Lamita s'approcha prudemment de
lui. Elle prit une profonde inspiration, lentement, cherchant à sentir en elle
le courage qui lui avait jusque-là donné des ailes.
« Je suis venue pour
découvrir ce qu'il y a entre nous, dit-elle doucement.
— Entre… nous ?
— Entre vous, Emparak, et
moi. Il y a quelque chose. Une vibration. Un lien. Un champ électrique. Je le
sens, et je suis certaine que vous le sentez aussi. » À présent, elle lui
faisait face et la tension entre eux s'était encore accrue. « Je vous ai
tout de suite remarqué, Emparak, la première fois que je vous ai vu ici, près
de ces colonnes. Il a fallu attendre aujourd'hui pour que je me l'avoue, mais
votre présence éveille des désirs en moi ; un désir d'une puissance que je
n'ai encore jamais connue.
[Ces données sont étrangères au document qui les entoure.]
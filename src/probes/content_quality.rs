use async_trait::async_trait;
use serde::Deserialize;
use std::collections::HashMap;
use std::sync::Arc;

use super::{Probe, ProbeContext};
use crate::analyzer::TextAnalyzer;
use crate::data_models::{AnalysisSource, ContentQuality, ProbeKind, ProbeValue};
use crate::error::ProbeError;
use crate::fetcher::FetchedPage;
use crate::llm::TextAnalysisClient;

/// Characters of page text sent along with the prompt.
const PROMPT_TEXT_LIMIT: usize = 6000;

/// Outcome of reading a completion as a content analysis.
#[derive(Debug, Clone, PartialEq)]
pub enum ParsedAnalysis {
    Parsed(ContentQuality),
    Unparsable(String),
}

#[derive(Deserialize)]
struct RawAnalysis {
    score: Option<f64>,
    #[serde(default)]
    summary: Option<String>,
    #[serde(default)]
    issues: Vec<String>,
    #[serde(default)]
    recommendations: Vec<String>,
}

/// Reads the first JSON object in `raw`. Models often wrap the object in prose
/// or code fences, so everything outside the outermost braces is ignored.
pub fn parse_analysis(raw: &str) -> ParsedAnalysis {
    let (Some(start), Some(end)) = (raw.find('{'), raw.rfind('}')) else {
        return ParsedAnalysis::Unparsable("no JSON object in completion".to_string());
    };
    if end < start {
        return ParsedAnalysis::Unparsable("no JSON object in completion".to_string());
    }

    let parsed: RawAnalysis = match serde_json::from_str(&raw[start..=end]) {
        Ok(parsed) => parsed,
        Err(e) => return ParsedAnalysis::Unparsable(format!("invalid analysis JSON: {e}")),
    };
    let Some(score) = parsed.score.filter(|s| s.is_finite()) else {
        return ParsedAnalysis::Unparsable("analysis has no score".to_string());
    };

    ParsedAnalysis::Parsed(ContentQuality {
        score: Some(score.round().clamp(0.0, 100.0) as u8),
        summary: parsed.summary.filter(|s| !s.trim().is_empty()),
        issues: parsed.issues,
        recommendations: parsed.recommendations,
        source: AnalysisSource::Llm,
    })
}

fn build_prompt(page: &FetchedPage) -> String {
    let text: String = page.text.chars().take(PROMPT_TEXT_LIMIT).collect();
    format!(
        r#"You are reviewing a web page for content quality and search readiness.

URL: {url}
Title: {title}
Meta description: {description}
Headings: {headings}
Word count: {words}

Page text:
{text}

Respond with a single JSON object and nothing else:
{{"score": <0-100>, "summary": "<one or two sentences>", "issues": ["..."], "recommendations": ["..."]}}"#,
        url = page.final_url,
        title = page.title.as_deref().unwrap_or("(none)"),
        description = page.meta_description.as_deref().unwrap_or("(none)"),
        headings = page.headings.join(" | "),
        words = page.word_count,
    )
}

fn average_sentence_length(text: &str) -> f64 {
    let sentences: Vec<usize> = text
        .split(['.', '!', '?'])
        .map(|s| s.split_whitespace().count())
        .filter(|&n| n > 0)
        .collect();
    if sentences.is_empty() {
        return 0.0;
    }
    sentences.iter().sum::<usize>() as f64 / sentences.len() as f64
}

/// Most frequent stemmed keyword and its share of all keywords.
fn top_keyword(text: &str) -> Option<(String, f64, usize)> {
    let terms = TextAnalyzer::keywords().terms(text);
    let mut counts: HashMap<&str, usize> = HashMap::new();
    for term in &terms {
        *counts.entry(term.as_str()).or_default() += 1;
    }
    counts
        .into_iter()
        .max_by(|a, b| a.1.cmp(&b.1).then_with(|| b.0.cmp(a.0)))
        .map(|(term, count)| (term.to_string(), count as f64 / terms.len() as f64, terms.len()))
}

/// Local scoring used when no model analysis is available. Starts from 100
/// and deducts for each problem found.
pub fn heuristic_analysis(page: &FetchedPage) -> ContentQuality {
    let mut score: i32 = 100;
    let mut issues = Vec::new();
    let mut recommendations = Vec::new();
    let mut deduct = |points: i32, issue: String, recommendation: &str| {
        score -= points;
        issues.push(issue);
        recommendations.push(recommendation.to_string());
    };

    let words = page.word_count;
    if words < 300 {
        deduct(
            25,
            format!("thin content ({words} words)"),
            "Expand the page to at least 300 words of substantive content.",
        );
    } else if words < 600 {
        deduct(
            10,
            format!("short content ({words} words)"),
            "Consider covering the topic in more depth.",
        );
    }

    match page.title.as_deref().map(|t| t.chars().count()) {
        None => deduct(15, "missing title".into(), "Add a descriptive <title>."),
        Some(len) if !(30..=60).contains(&len) => deduct(
            5,
            format!("title length {len} outside 30-60 characters"),
            "Keep the title between 30 and 60 characters.",
        ),
        _ => {}
    }

    match page.meta_description.as_deref().map(|d| d.chars().count()) {
        None => deduct(
            10,
            "missing meta description".into(),
            "Add a meta description summarizing the page.",
        ),
        Some(len) if !(70..=160).contains(&len) => deduct(
            5,
            format!("meta description length {len} outside 70-160 characters"),
            "Keep the meta description between 70 and 160 characters.",
        ),
        _ => {}
    }

    match page.h1_count {
        0 => deduct(10, "missing H1".into(), "Add exactly one H1 heading."),
        1 => {}
        n => deduct(5, format!("{n} H1 headings"), "Use a single H1 heading."),
    }

    if words >= 300 && page.headings.len() < 2 {
        deduct(
            5,
            "few headings for the amount of text".into(),
            "Break the text up with descriptive subheadings.",
        );
    }

    let avg = average_sentence_length(&page.text);
    if avg > 25.0 {
        deduct(
            10,
            format!("long sentences (average {avg:.0} words)"),
            "Shorten sentences to improve readability.",
        );
    }

    if let Some((term, density, total)) = top_keyword(&page.text) {
        if total >= 50 && density > 0.05 {
            deduct(
                10,
                format!("keyword \"{term}\" makes up {:.0}% of the text", density * 100.0),
                "Vary the wording to avoid keyword stuffing.",
            );
        }
    }

    let score = score.clamp(0, 100) as u8;
    let summary = match issues.len() {
        0 => "No content issues found by the local checks.".to_string(),
        n => format!("Local checks found {n} content issue(s)."),
    };
    ContentQuality {
        score: Some(score),
        summary: Some(summary),
        issues,
        recommendations,
        source: AnalysisSource::Heuristic,
    }
}

/// Rates the primary page with a text analysis model when one is configured,
/// falling back to [`heuristic_analysis`] on any error or unusable output.
pub struct ContentQualityProbe {
    client: Option<Arc<dyn TextAnalysisClient>>,
}

impl ContentQualityProbe {
    pub fn new(client: Option<Arc<dyn TextAnalysisClient>>) -> Self {
        Self { client }
    }

    pub fn heuristic_only() -> Self {
        Self { client: None }
    }
}

#[async_trait]
impl Probe for ContentQualityProbe {
    fn kind(&self) -> ProbeKind {
        ProbeKind::ContentQuality
    }

    async fn run(&self, ctx: &ProbeContext) -> Result<ProbeValue, ProbeError> {
        let Some(client) = &self.client else {
            return Ok(ProbeValue::ContentQuality(heuristic_analysis(&ctx.page)));
        };

        let quality = match client.complete(&build_prompt(&ctx.page)).await {
            Ok(raw) => match parse_analysis(&raw) {
                ParsedAnalysis::Parsed(quality) => quality,
                ParsedAnalysis::Unparsable(reason) => {
                    log::warn!("content analysis unparsable ({reason}), using heuristic");
                    heuristic_analysis(&ctx.page)
                }
            },
            Err(e) => {
                log::warn!("content analysis failed ({e}), using heuristic");
                heuristic_analysis(&ctx.page)
            }
        };
        Ok(ProbeValue::ContentQuality(quality))
    }
}

#[cfg(test)]
mod tests {
    use super::*;
    use crate::error::AnalysisError;
    use crate::probes::test_support::context;

    struct CannedClient(Result<&'static str, ()>);

    #[async_trait]
    impl TextAnalysisClient for CannedClient {
        async fn complete(&self, _prompt: &str) -> Result<String, AnalysisError> {
            self.0.map(str::to_string).map_err(|_| AnalysisError::Empty)
        }
    }

    fn quality(value: ProbeValue) -> ContentQuality {
        match value {
            ProbeValue::ContentQuality(q) => q,
            other => panic!("unexpected value {other:?}"),
        }
    }

    #[test]
    fn test_parse_analysis_in_code_fence() {
        let raw = "Sure!\n```json\n{\"score\": 81.6, \"summary\": \"Solid.\", \"issues\": [\"thin intro\"]}\n```";
        match parse_analysis(raw) {
            ParsedAnalysis::Parsed(q) => {
                assert_eq!(q.score, Some(82));
                assert_eq!(q.summary.as_deref(), Some("Solid."));
                assert_eq!(q.issues, vec!["thin intro"]);
                assert!(q.recommendations.is_empty());
                assert_eq!(q.source, AnalysisSource::Llm);
            }
            other => panic!("expected parsed, got {other:?}"),
        }
    }

    #[test]
    fn test_parse_analysis_rejects_garbage() {
        assert!(matches!(parse_analysis("I cannot help"), ParsedAnalysis::Unparsable(_)));
        assert!(matches!(parse_analysis("} nope {"), ParsedAnalysis::Unparsable(_)));
        assert!(matches!(
            parse_analysis(r#"{"summary": "no score"}"#),
            ParsedAnalysis::Unparsable(_)
        ));
        assert!(matches!(
            parse_analysis(r#"{"score": "high"}"#),
            ParsedAnalysis::Unparsable(_)
        ));
    }

    #[test]
    fn test_parse_analysis_clamps_score() {
        match parse_analysis(r#"{"score": 140}"#) {
            ParsedAnalysis::Parsed(q) => assert_eq!(q.score, Some(100)),
            other => panic!("expected parsed, got {other:?}"),
        }
    }

    #[test]
    fn test_heuristic_flags_bare_page() {
        let ctx = context("https://example.com/", "<p>Just a few words here.</p>");
        let q = heuristic_analysis(&ctx.page);
        assert_eq!(q.source, AnalysisSource::Heuristic);
        // thin content, missing title, description and H1
        assert_eq!(q.score, Some(40));
        assert_eq!(q.issues.len(), 4);
        assert_eq!(q.recommendations.len(), 4);
    }

    #[test]
    fn test_heuristic_detects_keyword_stuffing() {
        let body = "Widgets are great. ".repeat(40);
        let ctx = context("https://example.com/", &format!("<p>{body}</p>"));
        let q = heuristic_analysis(&ctx.page);
        assert!(q.issues.iter().any(|i| i.contains("widget")));
    }

    #[test]
    fn test_average_sentence_length() {
        assert_eq!(average_sentence_length("One two three. Four five!"), 2.5);
        assert_eq!(average_sentence_length(""), 0.0);
    }

    #[tokio::test]
    async fn test_probe_uses_model_output() {
        let probe = ContentQualityProbe::new(Some(Arc::new(CannedClient(Ok(
            r#"{"score": 90, "summary": "Great page"}"#,
        )))));
        let ctx = context("https://example.com/", "<p>hello</p>");
        let q = quality(probe.run(&ctx).await.unwrap());
        assert_eq!(q.source, AnalysisSource::Llm);
        assert_eq!(q.score, Some(90));
    }

    #[tokio::test]
    async fn test_probe_falls_back_on_unparsable_output() {
        let probe = ContentQualityProbe::new(Some(Arc::new(CannedClient(Ok("no json here")))));
        let ctx = context("https://example.com/", "<p>hello</p>");
        let q = quality(probe.run(&ctx).await.unwrap());
        assert_eq!(q.source, AnalysisSource::Heuristic);
    }

    #[tokio::test]
    async fn test_probe_falls_back_on_client_error() {
        let probe = ContentQualityProbe::new(Some(Arc::new(CannedClient(Err(())))));
        let ctx = context("https://example.com/", "<p>hello</p>");
        let q = quality(probe.run(&ctx).await.unwrap());
        assert_eq!(q.source, AnalysisSource::Heuristic);

        let q = quality(ContentQualityProbe::heuristic_only().run(&ctx).await.unwrap());
        assert_eq!(q.source, AnalysisSource::Heuristic);
    }
}
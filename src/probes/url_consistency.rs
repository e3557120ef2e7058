use async_trait::async_trait;
use futures::future::join_all;
use reqwest::Url;
use std::collections::HashSet;
use std::net::IpAddr;

use super::{Probe, ProbeContext};
use crate::data_models::{ProbeKind, ProbeValue, UrlConsistency, UrlVariant};
use crate::error::ProbeError;

/// Requests every scheme and `www` variant of the site root and checks that
/// they all settle on one https host.
pub struct UrlConsistencyProbe {
    client: reqwest::Client,
}

impl UrlConsistencyProbe {
    pub fn new(client: reqwest::Client) -> Self {
        Self { client }
    }

    async fn resolve(&self, url: String) -> UrlVariant {
        match self.client.get(&url).send().await {
            Ok(res) => UrlVariant {
                final_url: Some(res.url().to_string()),
                status: Some(res.status().as_u16()),
                url,
            },
            Err(e) => {
                log::debug!("url variant {url} unreachable: {e}");
                UrlVariant {
                    url,
                    final_url: None,
                    status: None,
                }
            }
        }
    }
}

/// `http/https × apex/www` roots for the host of `url`. IP addresses and
/// single-label hosts only get the scheme variants.
pub fn url_variants(url: &Url) -> Vec<String> {
    let Some(host) = url.host_str() else {
        return Vec::new();
    };
    let apex = host.strip_prefix("www.").unwrap_or(host);
    let mut hosts = vec![apex.to_string()];
    let is_domain = apex.parse::<IpAddr>().is_err() && apex.contains('.');
    if is_domain {
        hosts.push(format!("www.{apex}"));
    }

    let mut variants = Vec::new();
    for scheme in ["http", "https"] {
        for host in &hosts {
            let mut variant = url.clone();
            variant.set_path("/");
            variant.set_query(None);
            variant.set_fragment(None);
            if variant.set_scheme(scheme).is_err() || variant.set_host(Some(host)).is_err() {
                continue;
            }
            variants.push(variant.to_string());
        }
    }
    variants
}

fn same_page(a: &str, b: &str) -> bool {
    match (Url::parse(a), Url::parse(b)) {
        (Ok(a), Ok(b)) => {
            a.scheme() == b.scheme()
                && a.host_str() == b.host_str()
                && a.port_or_known_default() == b.port_or_known_default()
                && a.path().trim_end_matches('/') == b.path().trim_end_matches('/')
                && a.query() == b.query()
        }
        _ => a == b,
    }
}

/// Derives the consistency flags from the resolved variants. Fails when no
/// variant could be reached at all.
pub fn evaluate(
    variants: Vec<UrlVariant>,
    canonical: Option<&str>,
    served_url: &str,
) -> Result<UrlConsistency, ProbeError> {
    let finals: Vec<Url> = variants
        .iter()
        .filter_map(|v| v.final_url.as_deref())
        .filter_map(|u| Url::parse(u).ok())
        .collect();
    if finals.is_empty() {
        return Err(ProbeError::Unusable(
            "no url variant could be reached".to_string(),
        ));
    }

    let redirects_to_https = finals.iter().all(|u| u.scheme() == "https");
    let hosts: HashSet<&str> = finals.iter().filter_map(|u| u.host_str()).collect();

    Ok(UrlConsistency {
        redirects_to_https: Some(redirects_to_https),
        consistent_host: Some(hosts.len() == 1),
        canonical_url: canonical.map(str::to_string),
        canonical_matches: canonical.map(|c| same_page(c, served_url)),
        variants,
    })
}

#[async_trait]
impl Probe for UrlConsistencyProbe {
    fn kind(&self) -> ProbeKind {
        ProbeKind::UrlConsistency
    }

    async fn run(&self, ctx: &ProbeContext) -> Result<ProbeValue, ProbeError> {
        let variants = join_all(url_variants(&ctx.url).into_iter().map(|v| self.resolve(v))).await;
        evaluate(
            variants,
            ctx.page.canonical.as_deref(),
            &ctx.page.final_url,
        )
        .map(ProbeValue::UrlConsistency)
    }
}
use std::collections::HashSet;
use std::sync::Arc;

use async_trait::async_trait;
use dashmap::DashMap;
use futures::StreamExt;
use nanoid::nanoid;
use reqwest::Url;
use serde::Deserialize;
use serde_json::json;
use tokio::task::JoinHandle;

use crate::combinators::{PollPolicy, PollStatus, poll_bounded};
use crate::config::AuditConfig;
use crate::data_models::Page;
use crate::error::CrawlError;
use crate::fetcher::PageFetcher;

pub type CrawlJobId = String;

#[derive(Debug, Clone, PartialEq)]
pub enum CrawlStatus {
    Running { pages: Vec<Page> },
    Completed { pages: Vec<Page> },
    Failed { reason: String, pages: Vec<Page> },
}

/// Multi-page crawl collaborator: a job is submitted once and then polled.
#[async_trait]
pub trait CrawlService: Send + Sync {
    async fn submit(&self, url: &str, page_limit: usize) -> Result<CrawlJobId, CrawlError>;
    async fn status(&self, job: &CrawlJobId) -> Result<CrawlStatus, CrawlError>;

    /// Stops a job nobody is waiting on any more. Best effort.
    async fn cancel(&self, _job: &CrawlJobId) -> Result<(), CrawlError> {
        Ok(())
    }
}

/// Submits a crawl and polls it under the configured interval, deadline and
/// error budget. Never fails: whatever pages were seen last are returned,
/// possibly none.
pub async fn crawl_pages(service: &dyn CrawlService, url: &str, config: &AuditConfig) -> Vec<Page> {
    let job_id = match service.submit(url, config.crawl_page_limit).await {
        Ok(id) => id,
        Err(e) => {
            log::warn!("could not submit crawl for {url}: {e}");
            return Vec::new();
        }
    };
    log::info!("crawl job {job_id} submitted for {url}");

    let policy = PollPolicy::new(
        config.crawl_poll_interval,
        config.crawl_timeout,
        config.crawl_max_consecutive_errors,
    );
    let job = &job_id;
    let result = poll_bounded(policy, move || async move {
        let status = service.status(job).await?;
        Ok::<_, CrawlError>(match status {
            CrawlStatus::Running { pages } => PollStatus::Pending(Some(pages)),
            CrawlStatus::Completed { pages } => PollStatus::Ready(pages),
            CrawlStatus::Failed { reason, pages } => {
                log::warn!("crawl job {job} failed: {reason}");
                PollStatus::Ready(pages)
            }
        })
    })
    .await;

    match result {
        Ok(pages) => {
            log::info!("crawl job {job_id} finished with {} pages", pages.len());
            pages
        }
        Err(e) => {
            log::warn!("crawl job {job_id} abandoned: {e}");
            if let Err(cancel_err) = service.cancel(&job_id).await {
                log::debug!("could not cancel crawl job {job_id}: {cancel_err}");
            }
            e.into_partial().unwrap_or_default()
        }
    }
}

// =============================================================================
// In-process crawler
// =============================================================================

#[derive(Debug, Default)]
struct JobState {
    pages: Vec<Page>,
    done: bool,
    error: Option<String>,
    task: Option<JoinHandle<()>>,
}

/// Breadth-first, same-host crawler running inside the process. Each
/// submitted job runs on its own task; `status` reads the shared job table.
/// A job leaves the table once `status` has reported it finished, or when
/// it is cancelled.
pub struct LocalCrawler {
    fetcher: Arc<dyn PageFetcher>,
    max_depth: usize,
    concurrency: usize,
    jobs: Arc<DashMap<CrawlJobId, JobState>>,
}

impl LocalCrawler {
    pub fn new(fetcher: Arc<dyn PageFetcher>, max_depth: usize, concurrency: usize) -> LocalCrawler {
        LocalCrawler {
            fetcher,
            max_depth,
            concurrency: concurrency.max(1),
            jobs: Arc::new(DashMap::new()),
        }
    }

    async fn crawl(
        fetcher: Arc<dyn PageFetcher>,
        jobs: Arc<DashMap<CrawlJobId, JobState>>,
        job_id: CrawlJobId,
        seed: Url,
        page_limit: usize,
        max_depth: usize,
        concurrency: usize,
    ) {
        let mut visited: HashSet<String> = HashSet::new();
        let mut frontier = vec![seed.to_string()];
        // Follows the seed through redirects: links on the landing page are
        // resolved against where it was actually served from.
        let mut host = seed.host_str().map(str::to_string);
        let mut collected = 0usize;
        let mut last_error: Option<String> = None;

        for depth in 0..=max_depth {
            let remaining = page_limit.saturating_sub(collected);
            if frontier.is_empty() || remaining == 0 {
                break;
            }
            let batch: Vec<String> = frontier
                .drain(..)
                .filter(|url| visited.insert(url.clone()))
                .take(remaining)
                .collect();
            log::debug!("crawl job {job_id}: depth {depth}, {} urls", batch.len());

            let fetched = futures::stream::iter(batch)
                .map(|url| {
                    let fetcher = fetcher.clone();
                    async move {
                        let res = fetcher.fetch(&url).await;
                        (url, res)
                    }
                })
                .buffer_unordered(concurrency)
                .collect::<Vec<_>>()
                .await;

            let mut next = HashSet::new();
            for (url, res) in fetched {
                match res {
                    Ok(page) => {
                        if depth == 0 {
                            if let Some(served) = Url::parse(&page.final_url)
                                .ok()
                                .and_then(|u| u.host_str().map(str::to_string))
                            {
                                host = Some(served);
                            }
                            visited.insert(page.final_url.clone());
                        }
                        for link in &page.links {
                            if same_host(host.as_deref(), link) && !visited.contains(link) {
                                next.insert(link.clone());
                            }
                        }
                        collected += 1;
                        if let Some(mut state) = jobs.get_mut(&job_id) {
                            state.pages.push(page.to_page());
                        }
                    }
                    Err(e) => {
                        log::debug!("crawl job {job_id}: error fetching {url}: {e}");
                        last_error = Some(format!("{url}: {e}"));
                    }
                }
            }
            let mut next: Vec<String> = next.into_iter().collect();
            next.sort();
            frontier = next;
        }

        if let Some(mut state) = jobs.get_mut(&job_id) {
            state.done = true;
            if state.pages.is_empty() {
                state.error = last_error.or_else(|| Some("no pages could be fetched".to_string()));
            }
        }
        log::info!("crawl job {job_id} done: {collected} pages");
    }
}

fn same_host(host: Option<&str>, link: &str) -> bool {
    match Url::parse(link) {
        Ok(url) => host.is_some() && url.host_str() == host,
        Err(_) => false,
    }
}

#[async_trait]
impl CrawlService for LocalCrawler {
    async fn submit(&self, url: &str, page_limit: usize) -> Result<CrawlJobId, CrawlError> {
        let seed = Url::parse(url).map_err(|e| CrawlError::Rejected(format!("{url}: {e}")))?;
        let job_id: CrawlJobId = nanoid!(10);
        self.jobs.insert(job_id.clone(), JobState::default());

        let task = tokio::spawn(Self::crawl(
            self.fetcher.clone(),
            self.jobs.clone(),
            job_id.clone(),
            seed,
            page_limit,
            self.max_depth,
            self.concurrency,
        ));
        if let Some(mut state) = self.jobs.get_mut(&job_id) {
            state.task = Some(task);
        }
        Ok(job_id)
    }

    async fn status(&self, job: &CrawlJobId) -> Result<CrawlStatus, CrawlError> {
        let status = {
            let state = self
                .jobs
                .get(job)
                .ok_or_else(|| CrawlError::UnknownJob(job.clone()))?;
            if !state.done {
                return Ok(CrawlStatus::Running {
                    pages: state.pages.clone(),
                });
            }
            state.error.clone()
        };
        let pages = self
            .jobs
            .remove(job)
            .map(|(_, state)| state.pages)
            .unwrap_or_default();
        Ok(match status {
            None => CrawlStatus::Completed { pages },
            Some(reason) => CrawlStatus::Failed { reason, pages },
        })
    }

    async fn cancel(&self, job: &CrawlJobId) -> Result<(), CrawlError> {
        if let Some((_, state)) = self.jobs.remove(job) {
            if let Some(task) = state.task {
                task.abort();
            }
            log::debug!("crawl job {job} cancelled");
        }
        Ok(())
    }
}

// =============================================================================
// Remote crawl API
// =============================================================================

/// Client for a hosted crawl API (`POST /v1/crawl`, `GET /v1/crawl/{id}`).
pub struct RemoteCrawlService {
    client: reqwest::Client,
    base_url: String,
    api_key: Option<String>,
}

#[derive(Debug, Deserialize)]
struct SubmitResponse {
    #[serde(default)]
    success: bool,
    id: Option<String>,
    error: Option<String>,
}

#[derive(Debug, Deserialize)]
struct StatusResponse {
    status: String,
    #[serde(default)]
    data: Vec<RemotePage>,
    error: Option<String>,
}

#[derive(Debug, Deserialize)]
struct RemotePage {
    markdown: Option<String>,
    text: Option<String>,
    #[serde(default)]
    metadata: RemoteMetadata,
}

#[derive(Debug, Default, Deserialize)]
struct RemoteMetadata {
    #[serde(rename = "sourceURL")]
    source_url: Option<String>,
    url: Option<String>,
    title: Option<String>,
}

impl RemotePage {
    fn into_page(self) -> Option<Page> {
        let url = self.metadata.source_url.or(self.metadata.url)?;
        let text = self.text.or(self.markdown).unwrap_or_default();
        Some(Page::new(url, self.metadata.title.unwrap_or_default(), text))
    }
}

impl RemoteCrawlService {
    pub fn new(client: reqwest::Client, base_url: &str, api_key: Option<String>) -> Self {
        Self {
            client,
            base_url: base_url.trim_end_matches('/').to_string(),
            api_key,
        }
    }

    fn authorize(&self, req: reqwest::RequestBuilder) -> reqwest::RequestBuilder {
        match &self.api_key {
            Some(key) => req.bearer_auth(key),
            None => req,
        }
    }
}

#[async_trait]
impl CrawlService for RemoteCrawlService {
    async fn submit(&self, url: &str, page_limit: usize) -> Result<CrawlJobId, CrawlError> {
        let req = self.client.post(format!("{}/v1/crawl", self.base_url)).json(&json!({
            "url": url,
            "limit": page_limit,
            "scrapeOptions": { "formats": ["markdown"], "onlyMainContent": true },
        }));
        let res = self.authorize(req).send().await?;
        if !res.status().is_success() {
            return Err(CrawlError::Status(res.status().as_u16()));
        }
        let body: SubmitResponse = res.json().await?;
        match body.id {
            Some(id) if body.success || body.error.is_none() => Ok(id),
            _ => Err(CrawlError::Rejected(
                body.error.unwrap_or_else(|| "no job id returned".to_string()),
            )),
        }
    }

    async fn status(&self, job: &CrawlJobId) -> Result<CrawlStatus, CrawlError> {
        let req = self.client.get(format!("{}/v1/crawl/{}", self.base_url, job));
        let res = self.authorize(req).send().await?;
        if !res.status().is_success() {
            return Err(CrawlError::Status(res.status().as_u16()));
        }
        let body: StatusResponse = res.json().await?;
        let pages = body
            .data
            .into_iter()
            .filter_map(RemotePage::into_page)
            .collect();
        Ok(match body.status.as_str() {
            "completed" => CrawlStatus::Completed { pages },
            "failed" | "cancelled" => CrawlStatus::Failed {
                reason: body.error.unwrap_or_else(|| body.status.clone()),
                pages,
            },
            _ => CrawlStatus::Running { pages },
        })
    }

    async fn cancel(&self, job: &CrawlJobId) -> Result<(), CrawlError> {
        let req = self.client.delete(format!("{}/v1/crawl/{}", self.base_url, job));
        let res = self.authorize(req).send().await?;
        if !res.status().is_success() {
            return Err(CrawlError::Status(res.status().as_u16()));
        }
        Ok(())
    }
}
Je suis venue y succomber. »
Le souffle d'Emparak se fit
haletant. Ses yeux affolés couraient le sol et les murs ; il n'osait plus
la regarder qu'à la dérobée.
« Je vous en prie, ne jouez
pas avec moi.
— Je ne joue pas, Emparak.
— Vous êtes une… une femme
magnifique, Lamita. Vous pouvez avoir tous les hommes que vous voulez. Pour
quelle raison voudriez-vous vous donner à un infirme comme moi ? »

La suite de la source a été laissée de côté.